J’ai décidé de revenir à mes racines, le cœur de mon son. A l’origine, il y avait des guitares mais j’ai retiré ces guitares et j’ai juste voulu rester sur des synthés et de la batterie. Donc, grosso-modo, tout l’album, la partie une et deux, est majoritairement constitué de synthé et de batterie. Je voulais mélanger les sons organiques avec de la programmation synthétique, ceci mêlé à mes rythmes et signatures rythmiques. Je trouve que ça marche plutôt bien. Et je pense que « Shields » donne une idée globale de ce qu’est Million, vraiment. Il y a un peu de chaque chanson de l’ensemble de l’album dans « Shield », donc c’est une bonne représentation. C’est un grand mur de son. Le chant est épique. Elle offre une bonne dynamique et elle a été très facile à écrire, je l’ai composé en un jour. Et avec le clip vidéo, tout collait parfaitement, tout allait bien. J’étais donc très fier que ce soit la première chanson à sortir.

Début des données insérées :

use std::f64::consts::{FRAC_PI_3, FRAC_PI_4};

use gridcast::camera::{Camera, CameraConfig, NEAR, Projector, focal_length_for_fov};
use gridcast::caster::RayCaster;
use gridcast::grid::GridMap;
use gridcast::player::Pose;

fn approx(a: f64, b: f64) -> bool {
    (a - b).abs() < 1e-9
}

fn config(resolution: usize) -> CameraConfig {
    CameraConfig {
        resolution,
        ..CameraConfig::default()
    }
}

fn room() -> RayCaster<GridMap> {
    RayCaster::builder()
        .map(GridMap::with_border(8, 8).unwrap())
        .build()
        .unwrap()
}

const POSE: Pose = Pose {
    x: 4.5,
    y: 4.5,
    direction: 0.0,
};

#[test]
fn farther_slices_are_shorter() {
    let projector = Projector::new(600.0);
    let heights: Vec<f64> = [0.5, 1.0, 2.0, 4.0, 8.0]
        .iter()
        .map(|&d| projector.project(1.0, 0.0, 0.0, d).height)
        .collect();
    for pair in heights.windows(2) {
        assert!(pair[0] > pair[1], "{heights:?}");
    }
}

#[test]
fn projection_places_slice_below_the_horizon() {
    let projector = Projector::new(600.0);
    let p = projector.project(1.0, 0.0, 0.0, 2.0);
    assert!(approx(p.height, 300.0));
    assert!(approx(p.bottom, 450.0));
    assert!(approx(p.top, 150.0));

    let looking_up = projector.project(1.0, 0.0, 0.5, 2.0);
    assert!(approx(looking_up.bottom, 300.0));
    assert!(approx(looking_up.height, p.height));
}

#[test]
fn projection_removes_fisheye() {
    let projector = Projector::new(480.0);
    let off_axis = projector.project(1.0, FRAC_PI_3, 0.0, 2.0);
    let on_axis = projector.project(1.0, 0.0, 0.0, 2.0 * FRAC_PI_3.cos());
    assert_eq!(off_axis, on_axis);
}

#[test]
fn projection_of_zero_distance_stays_finite() {
    let projector = Projector::new(480.0);
    let p = projector.project(1.0, 0.0, 0.0, 0.0);
    assert!(p.height.is_finite() && p.bottom.is_finite() && p.top.is_finite());
    assert!(approx(p.height, 480.0 / NEAR));
}

#[test]
fn column_angles_span_the_view() {
    let camera = Camera::new(320, 240, config(4));
    assert_eq!(camera.column_angle(2), 0.0);
    assert!(approx(camera.column_angle(0), (-0.5f64).atan2(0.8)));
    assert!(camera.column_angle(1) < 0.0 && camera.column_angle(3) > 0.0);

    let wide = Camera::new(
        320,
        240,
        CameraConfig {
            resolution: 4,
            focal_length: focal_length_for_fov(90.0),
            ..CameraConfig::default()
        },
    );
    assert!(approx(wide.column_angle(0), -FRAC_PI_4));
}

#[test]
fn spacing_follows_width_and_resolution() {
    let mut camera = Camera::new(320, 240, config(160));
    assert_eq!(camera.spacing(), 2.0);
    camera.resize(640, 480);
    assert_eq!(camera.spacing(), 4.0);
    assert_eq!(camera.projector().viewport_height(), 480.0);
}

#[test]
fn update_casts_one_ray_per_column() {
    let mut caster = room();
    let mut camera = Camera::new(160, 120, config(16));
    assert!(camera.update(POSE, &mut caster).unwrap());
    assert_eq!(camera.rays().len(), 16);
    for (column, ray) in camera.rays().iter().enumerate() {
        assert_eq!(ray.angle, camera.column_angle(column));
        assert!(ray.hit().is_some(), "column {column} sees no wall");
    }
}

#[test]
fn unchanged_pose_keeps_the_batch() {
    let mut caster = room();
    let mut camera = Camera::new(160, 120, config(16));
    assert!(camera.update(POSE, &mut caster).unwrap());
    let before = camera.rays().to_vec();
    assert!(!camera.update(POSE, &mut caster).unwrap());
    assert_eq!(camera.rays(), &before[..]);

    let turned = Pose {
        direction: 0.1,
        ..POSE
    };
    assert!(camera.update(turned, &mut caster).unwrap());
    assert_ne!(camera.rays(), &before[..]);
}

#[test]
fn revisited_pose_comes_from_the_frame_cache() {
    let mut caster = room();
    let mut camera = Camera::new(160, 120, config(16));
    let moved = Pose { x: 3.5, ..POSE };

    camera.update(POSE, &mut caster).unwrap();
    let first = camera.rays().to_vec();
    camera.update(moved, &mut caster).unwrap();
    assert_eq!(camera.cached_frames(), 2);

    assert!(camera.update(POSE, &mut caster).unwrap());
    assert_eq!(camera.cached_frames(), 2);
    assert_eq!(camera.rays(), &first[..]);
}

#[test]
fn frame_cache_starts_over_past_its_limit() {
    let mut caster = room();
    let mut camera = Camera::new(
        160,
        120,
        CameraConfig {
            cache_limit: 2,
            ..config(16)
        },
    );
    for x in [2.5, 3.5, 4.5] {
        camera.update(Pose { x, ..POSE }, &mut caster).unwrap();
    }
    assert_eq!(camera.cached_frames(), 1);
}

#[test]
fn frame_cache_can_be_disabled() {
    let mut caster = room();
    let mut camera = Camera::new(
        160,
        120,
        CameraConfig {
            frame_memo: false,
            ..config(16)
        },
    );
    camera.update(POSE, &mut caster).unwrap();
    camera.update(Pose { x: 3.5, ..POSE }, &mut caster).unwrap();
    assert_eq!(camera.cached_frames(), 0);
}

#[test]
fn parallel_and_sequential_batches_agree() {
    let mut caster = room();
    let mut parallel = Camera::new(320, 240, config(64));
    let mut sequential = Camera::new(
        320,
        240,
        CameraConfig {
            parallel: false,
            ..config(64)
        },
    );
    let pose = Pose {
        x: 2.3,
        y: 5.7,
        direction: 1.2,
    };
    parallel.update(pose, &mut caster).unwrap();
    sequential.update(pose, &mut caster).unwrap();
    assert_eq!(parallel.rays(), sequential.rays());
}

#[test]
fn ray_memo_routes_through_the_caster_cache() {
    let mut caster = RayCaster::builder()
        .map(GridMap::with_border(8, 8).unwrap())
        .memoize(true)
        .cache_limit(64)
        .build()
        .unwrap();
    let mut memo = Camera::new(
        160,
        120,
        CameraConfig {
            ray_memo: true,
            frame_memo: false,
            ..config(16)
        },
    );
    memo.update(POSE, &mut caster).unwrap();
    assert_eq!(caster.cache_size(), Ok(16));

    let mut plain_caster = room();
    let mut plain = Camera::new(160, 120, config(16));
    plain.update(POSE, &mut plain_caster).unwrap();
    assert_eq!(memo.rays(), plain.rays());
}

L’acteur David Prowse apparaît dans le clip de « Shield », justement. D’ailleurs, on peut entendre un peu le thème de « La Marche Impérial » à la fin de la chanson. Je ne sais pas si c’était fait exprès mais, en tout cas, tous les deux vous vous connaissez depuis longtemps, il a joué un rôle actif dans ta carrière. Peux-tu nous parler de votre relation ?

Ouais. Dave et moi, ça faisait longtemps que nous parlions de faire un clip ensemble et nous n’y étions jamais parvenus. Mais Dave a 82 ans et il ne va pas très bien. Sa santé n’est plus au top, entre autres choses, donc il a activement décidé d’arrêter les conventions, les apparitions en public, les interviews, tout. Et lui et moi, nous nous sommes assis et avons dit : « Parlons de ce clip. » Et il voulait s’assurer que ce clip soit son ultime au revoir. En raison du rôle de Dark Vador qu’il a endossé, nous voulions dépeindre presque le même personnage, presque la même intrigue que Dark Vador, ce personnage dominant, exigeant, qui asservi les gens. Et c’est pourquoi nous finissons « Shield » avec Dave. L’image s’estompe et tu as Dave, Dark Vador, qui regarde la caméra, ayant l’air menaçant, méchant, comme il l’était dans Star Wars. Nous voulions donc délibérément qu’il soit ainsi.

Comme tu l’as dit, ce sera sa dernière apparition en vidéo. Est-ce peut-être une façon de « passer le témoin » à une plus jeune génération d’artistes ?

[Rires] Oui, c’est le cas. En fait, ça fait partie des autres choses dont nous avons parlé. Il veut que je perpétue l’héritage et on dirait vraiment… Un certain nombre de personnes l’ont dit : « Est-ce qu’il passe le témoin ? » Au début, je ne voyais pas les choses sous cet angle mais maintenant, en réfléchissant à la manière dont ça s’est passé, en particulier dans le clip, je pense que c’est bien ça. Dave et moi sommes des amis très proches, et il voulait faire un dernier adieu et il l’a fait avec mon clip. Donc je suppose que, peut-être, oui, c’est un soutien de Dave Prowse, « aimez ceci et s’il vous plaît, soutenez. » Voilà grosso-modo ce que c’est, selon moi.

Je ne sais pas si tu en as discuté avec lui mais n’est-il pas fatigué qu’on l’associe tout le temps au rôle de Dark Vador ?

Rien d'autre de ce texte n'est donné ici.